◆ Problem ◆
Scan the data beneath this task and copy each line that includes "first".

◆ Dataset records ◆
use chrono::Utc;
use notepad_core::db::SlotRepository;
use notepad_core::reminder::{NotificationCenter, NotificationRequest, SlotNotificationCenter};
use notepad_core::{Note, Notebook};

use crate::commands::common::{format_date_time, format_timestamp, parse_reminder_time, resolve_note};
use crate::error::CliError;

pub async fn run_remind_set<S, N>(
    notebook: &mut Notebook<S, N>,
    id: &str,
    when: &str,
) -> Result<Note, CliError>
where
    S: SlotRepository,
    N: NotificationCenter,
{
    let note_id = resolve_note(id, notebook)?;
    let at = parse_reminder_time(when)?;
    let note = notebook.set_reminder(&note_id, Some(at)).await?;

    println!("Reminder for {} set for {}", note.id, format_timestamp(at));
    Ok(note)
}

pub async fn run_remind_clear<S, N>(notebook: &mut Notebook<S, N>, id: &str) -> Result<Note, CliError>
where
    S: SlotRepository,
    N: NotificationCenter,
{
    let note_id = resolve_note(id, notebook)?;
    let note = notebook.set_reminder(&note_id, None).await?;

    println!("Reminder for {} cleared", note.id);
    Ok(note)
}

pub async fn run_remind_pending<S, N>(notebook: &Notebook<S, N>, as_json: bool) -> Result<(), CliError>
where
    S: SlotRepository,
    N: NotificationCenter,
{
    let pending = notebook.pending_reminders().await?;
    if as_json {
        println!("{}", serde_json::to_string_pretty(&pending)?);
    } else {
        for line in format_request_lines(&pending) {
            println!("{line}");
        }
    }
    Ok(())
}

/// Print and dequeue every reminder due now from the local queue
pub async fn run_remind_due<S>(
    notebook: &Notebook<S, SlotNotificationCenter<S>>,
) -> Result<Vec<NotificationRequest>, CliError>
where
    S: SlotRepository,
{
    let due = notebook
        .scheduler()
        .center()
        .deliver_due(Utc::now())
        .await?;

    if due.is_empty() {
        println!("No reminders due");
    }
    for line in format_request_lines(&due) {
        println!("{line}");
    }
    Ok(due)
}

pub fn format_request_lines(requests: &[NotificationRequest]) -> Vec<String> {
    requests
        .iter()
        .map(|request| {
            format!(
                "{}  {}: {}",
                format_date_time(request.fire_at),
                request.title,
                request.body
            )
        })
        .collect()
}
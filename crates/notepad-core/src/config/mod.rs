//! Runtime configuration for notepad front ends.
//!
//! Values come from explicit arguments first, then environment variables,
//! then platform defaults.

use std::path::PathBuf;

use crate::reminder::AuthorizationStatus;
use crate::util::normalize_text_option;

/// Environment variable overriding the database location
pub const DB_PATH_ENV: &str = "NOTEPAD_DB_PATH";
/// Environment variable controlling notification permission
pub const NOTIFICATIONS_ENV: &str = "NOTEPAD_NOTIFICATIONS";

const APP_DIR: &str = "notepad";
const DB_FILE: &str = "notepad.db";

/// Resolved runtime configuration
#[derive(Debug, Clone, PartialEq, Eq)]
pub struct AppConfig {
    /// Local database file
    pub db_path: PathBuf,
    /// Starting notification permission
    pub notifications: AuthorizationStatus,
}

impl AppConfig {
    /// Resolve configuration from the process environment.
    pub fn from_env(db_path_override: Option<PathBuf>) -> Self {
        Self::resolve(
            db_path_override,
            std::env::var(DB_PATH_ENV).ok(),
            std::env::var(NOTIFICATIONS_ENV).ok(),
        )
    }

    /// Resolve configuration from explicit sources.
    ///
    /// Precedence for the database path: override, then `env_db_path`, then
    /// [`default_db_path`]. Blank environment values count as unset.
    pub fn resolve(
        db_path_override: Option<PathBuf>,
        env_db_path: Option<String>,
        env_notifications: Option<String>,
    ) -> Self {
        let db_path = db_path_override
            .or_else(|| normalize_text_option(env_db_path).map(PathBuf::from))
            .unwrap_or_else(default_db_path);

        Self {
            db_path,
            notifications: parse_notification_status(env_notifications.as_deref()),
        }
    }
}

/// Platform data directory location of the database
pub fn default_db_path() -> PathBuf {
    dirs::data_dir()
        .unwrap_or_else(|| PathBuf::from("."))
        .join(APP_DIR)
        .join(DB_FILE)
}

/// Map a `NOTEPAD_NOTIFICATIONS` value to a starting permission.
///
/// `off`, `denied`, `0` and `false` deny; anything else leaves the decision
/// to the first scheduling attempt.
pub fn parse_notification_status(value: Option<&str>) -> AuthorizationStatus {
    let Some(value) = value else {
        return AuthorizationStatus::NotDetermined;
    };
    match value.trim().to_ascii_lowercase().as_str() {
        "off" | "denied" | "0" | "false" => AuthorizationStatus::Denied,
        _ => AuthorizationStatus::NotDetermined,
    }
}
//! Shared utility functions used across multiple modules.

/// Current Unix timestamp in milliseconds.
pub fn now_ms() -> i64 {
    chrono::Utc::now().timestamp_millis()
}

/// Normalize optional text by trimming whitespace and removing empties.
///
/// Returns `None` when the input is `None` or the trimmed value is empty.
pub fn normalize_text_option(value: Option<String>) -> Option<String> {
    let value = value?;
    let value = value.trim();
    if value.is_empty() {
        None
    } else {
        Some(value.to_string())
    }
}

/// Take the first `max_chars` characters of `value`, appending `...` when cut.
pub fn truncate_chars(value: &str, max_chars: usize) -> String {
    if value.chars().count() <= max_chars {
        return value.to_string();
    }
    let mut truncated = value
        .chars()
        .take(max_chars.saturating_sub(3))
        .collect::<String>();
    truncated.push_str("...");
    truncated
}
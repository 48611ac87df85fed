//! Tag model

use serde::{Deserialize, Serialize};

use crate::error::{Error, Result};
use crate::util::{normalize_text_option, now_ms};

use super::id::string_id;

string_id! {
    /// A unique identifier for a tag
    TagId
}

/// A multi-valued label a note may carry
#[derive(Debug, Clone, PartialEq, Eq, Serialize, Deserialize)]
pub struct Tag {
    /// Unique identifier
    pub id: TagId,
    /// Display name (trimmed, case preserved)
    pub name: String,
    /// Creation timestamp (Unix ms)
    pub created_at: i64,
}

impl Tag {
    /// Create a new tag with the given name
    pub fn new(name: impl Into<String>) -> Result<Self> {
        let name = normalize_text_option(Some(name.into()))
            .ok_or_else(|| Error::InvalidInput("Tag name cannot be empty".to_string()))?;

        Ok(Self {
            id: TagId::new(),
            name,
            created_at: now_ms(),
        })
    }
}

◆ Written reply ◆
//! Values come from explicit arguments first, then environment variables,
/// to the first scheduling attempt.
/// Take the first `max_chars` characters of `value`, appending `...` when cut.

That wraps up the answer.